(Stored data)
——————
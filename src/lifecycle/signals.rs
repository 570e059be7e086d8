//! OS signal handling.
//!
//! SIGINT (Ctrl+C) and, on Unix, SIGTERM both request a graceful shutdown.

use tokio::signal;

/// Resolve once the process is asked to stop.
///
/// If a handler cannot be installed the error is logged and that signal is
/// ignored.
pub async fn shutdown_signal() {
    let ctrl_c = async {
        if let Err(e) = signal::ctrl_c().await {
            tracing::error!(error = %e, "Failed to install Ctrl+C handler");
            std::future::pending::<()>().await;
        }
    };

    #[cfg(unix)]
    let terminate = async {
        match signal::unix::signal(signal::unix::SignalKind::terminate()) {
            Ok(mut stream) => {
                stream.recv().await;
            }
            Err(e) => {
                tracing::error!(error = %e, "Failed to install SIGTERM handler");
                std::future::pending::<()>().await;
            }
        }
    };

    #[cfg(not(unix))]
    let terminate = std::future::pending::<()>();

    tokio::select! {
        _ = ctrl_c => {},
        _ = terminate => {},
    }
}
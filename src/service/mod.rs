//! Business logic subsystem.
//!
//! # Data Flow
//! ```text
//! handler span context
//!     → users.rs fetch_user_by_id (lookup span, simulated work)
//!     → users.rs query_name (query span, duration histogram)
//!     → store::UserStore::fetch_name
//! ```
//!
//! # Design Decisions
//! - Each level opens its span as a child of the context it was given
//! - Errors travel up one level at a time, each span closing on the way

pub mod users;

pub use users::UserService;
//! Configuration schema definitions.
//!
//! This module defines the complete configuration structure for the service.
//! All types derive Serde traits for deserialization from config files.

use serde::{Deserialize, Serialize};

/// Root configuration for the traced lookup service.
#[derive(Debug, Clone, Deserialize, Serialize, Default)]
#[serde(default)]
pub struct ServiceConfig {
    /// Listener configuration (bind address).
    pub listener: ListenerConfig,

    /// Timeout configuration.
    pub timeouts: TimeoutConfig,

    /// Trace and metrics export settings.
    pub telemetry: TelemetryConfig,

    /// Operational log settings.
    pub logging: LoggingConfig,

    /// Data store settings.
    pub store: StoreConfig,

    /// Business-logic tuning.
    pub pipeline: PipelineConfig,
}

/// Listener configuration.
#[derive(Debug, Clone, Deserialize, Serialize)]
#[serde(default)]
pub struct ListenerConfig {
    /// Bind address (e.g., "0.0.0.0:8080").
    pub bind_address: String,
}

impl Default for ListenerConfig {
    fn default() -> Self {
        Self {
            bind_address: "0.0.0.0:8080".to_string(),
        }
    }
}

/// Timeout configuration.
#[derive(Debug, Clone, Deserialize, Serialize)]
#[serde(default)]
pub struct TimeoutConfig {
    /// Request timeout (total time for request/response) in seconds.
    pub request_secs: u64,
}

impl Default for TimeoutConfig {
    fn default() -> Self {
        Self { request_secs: 30 }
    }
}

/// Telemetry configuration.
#[derive(Debug, Clone, Deserialize, Serialize)]
#[serde(default)]
pub struct TelemetryConfig {
    /// Trace exporter selector ("stdout" or "jaeger").
    pub exporter: String,

    /// Collector endpoint used by the "jaeger" exporter (OTLP over HTTP).
    pub collector_endpoint: String,

    /// `service.name` reported in the resource descriptor.
    pub service_name: String,

    /// Interval between periodic metric exports in seconds.
    pub metrics_interval_secs: u64,
}

impl Default for TelemetryConfig {
    fn default() -> Self {
        Self {
            exporter: "stdout".to_string(),
            collector_endpoint: "http://localhost:4318/v1/traces".to_string(),
            service_name: "sqlite-service".to_string(),
            metrics_interval_secs: 60,
        }
    }
}

/// Log output format.
#[derive(Debug, Clone, Copy, Default, PartialEq, Eq, Deserialize, Serialize)]
#[serde(rename_all = "lowercase")]
pub enum LogFormat {
    /// Human-readable lines.
    #[default]
    Text,
    /// One JSON object per event.
    Json,
}

/// Logging configuration.
#[derive(Debug, Clone, Deserialize, Serialize)]
#[serde(default)]
pub struct LoggingConfig {
    /// Log level (trace, debug, info, warn, error). `RUST_LOG` takes precedence.
    pub level: String,

    /// Output format.
    pub format: LogFormat,
}

impl Default for LoggingConfig {
    fn default() -> Self {
        Self {
            level: "info".to_string(),
            format: LogFormat::Text,
        }
    }
}

/// Data store configuration.
#[derive(Debug, Clone, Deserialize, Serialize)]
#[serde(default)]
pub struct StoreConfig {
    /// SQLite connection URL. `sqlite::memory:` keeps the table for the process lifetime only.
    pub url: String,

    /// Maximum pooled connections.
    pub max_connections: u32,

    /// Identifier of the record seeded at startup.
    pub seed_id: i64,

    /// Value of the record seeded at startup.
    pub seed_name: String,
}

impl Default for StoreConfig {
    fn default() -> Self {
        Self {
            url: "sqlite::memory:".to_string(),
            max_connections: 5,
            seed_id: 1,
            seed_name: "Alice".to_string(),
        }
    }
}

/// Business-logic configuration.
#[derive(Debug, Clone, Deserialize, Serialize)]
#[serde(default)]
pub struct PipelineConfig {
    /// Simulated processing time spent before the data query, in milliseconds.
    pub processing_delay_ms: u64,
}

impl Default for PipelineConfig {
    fn default() -> Self {
        Self {
            processing_delay_ms: 50,
        }
    }
}
//! Response bodies and error mapping.
//!
//! # Responsibilities
//! - Serialize successful lookups as JSON
//! - Map data store errors to HTTP status codes with a JSON error body
//!
//! # Design Decisions
//! - A missing record is 404; any other store failure is 500
//! - Error bodies never include database details

use axum::{
    http::StatusCode,
    response::{IntoResponse, Response},
    Json,
};
use serde::{Deserialize, Serialize};

use crate::store::StoreError;

/// Body of a successful lookup.
#[derive(Debug, Clone, PartialEq, Eq, Serialize, Deserialize)]
pub struct UserResponse {
    pub id: String,
    pub name: String,
}

/// Body of every error response.
#[derive(Debug, Clone, PartialEq, Eq, Serialize, Deserialize)]
pub struct ErrorBody {
    pub error: String,
}

/// Errors the lookup route can answer with.
#[derive(Debug, Clone, Copy, PartialEq, Eq)]
pub enum ApiError {
    NotFound,
    Internal,
}

impl ApiError {
    pub fn status(&self) -> StatusCode {
        match self {
            ApiError::NotFound => StatusCode::NOT_FOUND,
            ApiError::Internal => StatusCode::INTERNAL_SERVER_ERROR,
        }
    }

    pub fn message(&self) -> &'static str {
        match self {
            ApiError::NotFound => "user not found",
            ApiError::Internal => "internal error",
        }
    }
}

impl From<&StoreError> for ApiError {
    fn from(err: &StoreError) -> Self {
        match err {
            StoreError::NotFound { .. } => ApiError::NotFound,
            StoreError::Database(_) => ApiError::Internal,
        }
    }
}

impl IntoResponse for ApiError {
    fn into_response(self) -> Response {
        let body = ErrorBody {
            error: self.message().to_string(),
        };
        (self.status(), Json(body)).into_response()
    }
}
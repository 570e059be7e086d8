//! Configuration validation.
//!
//! # Responsibilities
//! - Semantic validation (serde handles syntactic)
//! - Validate value ranges (timeouts > 0, pool size > 0)
//! - Validate addresses and URLs before anything binds or connects
//!
//! # Design Decisions
//! - Returns all validation errors, not just first
//! - Validation is pure function: ServiceConfig → Result<(), Vec<ValidationError>>
//! - The exporter selector itself is checked by telemetry bootstrap, which owns that contract

use std::net::SocketAddr;

use tracing::level_filters::LevelFilter;
use url::Url;

use crate::config::schema::ServiceConfig;
use crate::observability::ExporterKind;

/// A single semantic problem with a configuration.
#[derive(Debug, Clone, PartialEq, Eq, thiserror::Error)]
pub enum ValidationError {
    #[error("listener.bind_address `{0}` is not a socket address")]
    InvalidBindAddress(String),

    #[error("telemetry.collector_endpoint `{0}` is not an http(s) URL")]
    InvalidCollectorEndpoint(String),

    #[error("logging.level `{0}` is not a log level")]
    InvalidLogLevel(String),

    #[error("store.url `{0}` is not a sqlite URL")]
    InvalidStoreUrl(String),

    #[error("{0} must be greater than zero")]
    Zero(&'static str),
}

/// Check a configuration, collecting every problem found.
pub fn validate_config(config: &ServiceConfig) -> Result<(), Vec<ValidationError>> {
    let mut errors = Vec::new();

    if config.listener.bind_address.parse::<SocketAddr>().is_err() {
        errors.push(ValidationError::InvalidBindAddress(
            config.listener.bind_address.clone(),
        ));
    }

    if config.timeouts.request_secs == 0 {
        errors.push(ValidationError::Zero("timeouts.request_secs"));
    }

    if config.telemetry.metrics_interval_secs == 0 {
        errors.push(ValidationError::Zero("telemetry.metrics_interval_secs"));
    }

    // Only the remote collector uses the endpoint.
    if matches!(
        config.telemetry.exporter.parse::<ExporterKind>(),
        Ok(ExporterKind::Jaeger)
    ) && !is_http_url(&config.telemetry.collector_endpoint)
    {
        errors.push(ValidationError::InvalidCollectorEndpoint(
            config.telemetry.collector_endpoint.clone(),
        ));
    }

    if config.logging.level.parse::<LevelFilter>().is_err() {
        errors.push(ValidationError::InvalidLogLevel(config.logging.level.clone()));
    }

    if !config.store.url.starts_with("sqlite:") {
        errors.push(ValidationError::InvalidStoreUrl(config.store.url.clone()));
    }

    if config.store.max_connections == 0 {
        errors.push(ValidationError::Zero("store.max_connections"));
    }

    if errors.is_empty() {
        Ok(())
    } else {
        Err(errors)
    }
}

fn is_http_url(raw: &str) -> bool {
    Url::parse(raw)
        .map(|url| matches!(url.scheme(), "http" | "https") && url.has_host())
        .unwrap_or(false)
}
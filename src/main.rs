use std::path::PathBuf;
use std::process::ExitCode;

use clap::Parser;

use traced_service::lifecycle::{startup, Overrides};

#[derive(Parser, Debug)]
#[command(name = "traced-service", version)]
#[command(about = "User lookup service with OpenTelemetry traces and metrics", long_about = None)]
struct Cli {
    /// Path to a TOML configuration file
    #[arg(short, long)]
    config: Option<PathBuf>,

    /// Trace exporter: stdout | jaeger
    #[arg(long)]
    trace: Option<String>,

    /// Listener bind address, e.g. 0.0.0.0:8080
    #[arg(long)]
    bind: Option<String>,
}

fn main() -> ExitCode {
    let cli = Cli::parse();

    let overrides = Overrides {
        config_path: cli.config,
        trace: cli.trace,
        bind_address: cli.bind,
    };

    match startup::run(overrides) {
        Ok(()) => ExitCode::SUCCESS,
        Err(e) => {
            eprintln!("traced-service: {e}");
            ExitCode::FAILURE
        }
    }
}
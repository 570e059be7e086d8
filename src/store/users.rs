//! SQLite-backed user table.

use std::str::FromStr;

use sqlx::sqlite::{SqliteConnectOptions, SqlitePool, SqlitePoolOptions};

use crate::config::StoreConfig;

const CREATE_USERS_TABLE: &str = "
    CREATE TABLE IF NOT EXISTS users (
        id INTEGER PRIMARY KEY,
        name TEXT NOT NULL
    )
";

const INSERT_USER: &str = "INSERT INTO users (id, name) VALUES (?, ?)";

/// The single statement issued per lookup.
pub const SELECT_NAME_BY_ID: &str = "SELECT name FROM users WHERE id = ?";

/// Error type for data store operations.
#[derive(Debug, thiserror::Error)]
pub enum StoreError {
    #[error("no user with id `{id}`")]
    NotFound { id: String },

    #[error("database error: {0}")]
    Database(#[from] sqlx::Error),
}

impl StoreError {
    pub fn is_not_found(&self) -> bool {
        matches!(self, StoreError::NotFound { .. })
    }
}

/// Pooled handle to the user table. Cheap to clone.
#[derive(Debug, Clone)]
pub struct UserStore {
    pool: SqlitePool,
}

impl UserStore {
    /// Open the pool, create the table if absent and seed the default record.
    pub async fn open(config: &StoreConfig) -> Result<Self, StoreError> {
        let store = Self::connect(config).await?;
        store.migrate().await?;
        store.seed(config.seed_id, &config.seed_name).await;
        Ok(store)
    }

    /// Open the connection pool.
    ///
    /// At least one connection is kept open so an in-memory database lives as
    /// long as the pool.
    pub async fn connect(config: &StoreConfig) -> Result<Self, StoreError> {
        let options = SqliteConnectOptions::from_str(&config.url)?;
        let pool = SqlitePoolOptions::new()
            .max_connections(config.max_connections)
            .min_connections(1)
            .idle_timeout(None)
            .max_lifetime(None)
            .connect_with(options)
            .await?;

        tracing::info!(
            url = %config.url,
            max_connections = config.max_connections,
            "Data store connected"
        );

        Ok(Self { pool })
    }

    /// Connections currently held by the pool, idle or in use.
    pub fn connections(&self) -> u32 {
        self.pool.size()
    }

    /// Pooled connections not checked out.
    pub fn idle_connections(&self) -> usize {
        self.pool.num_idle()
    }

    /// Create the user table if it does not exist yet.
    pub async fn migrate(&self) -> Result<(), StoreError> {
        sqlx::query(CREATE_USERS_TABLE).execute(&self.pool).await?;
        Ok(())
    }

    /// Insert the default record. Returns whether a row was written.
    ///
    /// A failed insert (usually the record already exists) is logged and
    /// otherwise ignored.
    pub async fn seed(&self, id: i64, name: &str) -> bool {
        match sqlx::query(INSERT_USER)
            .bind(id)
            .bind(name)
            .execute(&self.pool)
            .await
        {
            Ok(_) => {
                tracing::info!(id, name, "Seeded default user");
                true
            }
            Err(e) => {
                tracing::warn!(id, error = %e, "Default user not seeded, it may already exist");
                false
            }
        }
    }

    /// Look up the name stored under `id`.
    pub async fn fetch_name(&self, id: &str) -> Result<String, StoreError> {
        sqlx::query_scalar::<_, String>(SELECT_NAME_BY_ID)
            .bind(id)
            .fetch_optional(&self.pool)
            .await?
            .ok_or_else(|| StoreError::NotFound { id: id.to_string() })
    }
}
//! Concurrent requests share instruments without losing counts or mixing traces.

use std::collections::HashMap;

use opentelemetry::trace::TraceId;
use reqwest::StatusCode;

mod common;

const REQUESTS: usize = 50;

#[tokio::test(flavor = "multi_thread", worker_threads = 4)]
async fn test_concurrent_requests_keep_traces_separate() {
    let service = common::start_service(common::test_config()).await;
    let client = reqwest::Client::new();

    let mut handles = Vec::with_capacity(REQUESTS);
    for i in 0..REQUESTS {
        let client = client.clone();
        // Mix hits and misses.
        let url = service.url(if i % 5 == 0 { "/user/7" } else { "/user/1" });
        handles.push(tokio::spawn(async move {
            client.get(url).send().await.unwrap().status()
        }));
    }

    let mut ok = 0;
    let mut not_found = 0;
    for handle in handles {
        match handle.await.unwrap() {
            StatusCode::OK => ok += 1,
            StatusCode::NOT_FOUND => not_found += 1,
            other => panic!("unexpected status {other}"),
        }
    }
    assert_eq!(ok, REQUESTS - REQUESTS / 5);
    assert_eq!(not_found, REQUESTS / 5);
    common::settle().await;

    assert_eq!(
        service.counter_value("http_requests_total", "route", "/user/{id}"),
        REQUESTS as u64
    );
    assert_eq!(
        service.histogram_count("db_query_duration_ms", "query", "SELECT user"),
        REQUESTS as u64
    );

    let spans = service.finished_spans();
    assert_eq!(spans.len(), REQUESTS * 3);

    let mut per_trace: HashMap<TraceId, usize> = HashMap::new();
    for span in &spans {
        *per_trace.entry(span.span_context.trace_id()).or_default() += 1;
    }
    assert_eq!(per_trace.len(), REQUESTS);

    for trace_id in per_trace.keys() {
        let trace = common::spans_in_trace(&spans, *trace_id);
        common::assert_span_chain(&trace);
    }
}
——————
#### What is being asked:
Your task is to restate, word for word, the lines from the beginning of the records to the line with "pub async fn shutdown_signal()", inclusive.

#### Result for this task:
filename src/lifecycle/signals.rs
repository 570e059be7e086d8
//! OS signal handling.
//!
//! SIGINT (Ctrl+C) and, on Unix, SIGTERM both request a graceful shutdown.

use tokio::signal;

/// Resolve once the process is asked to stop.
///
/// If a handler cannot be installed the error is logged and that signal is
/// ignored.
pub async fn shutdown_signal() {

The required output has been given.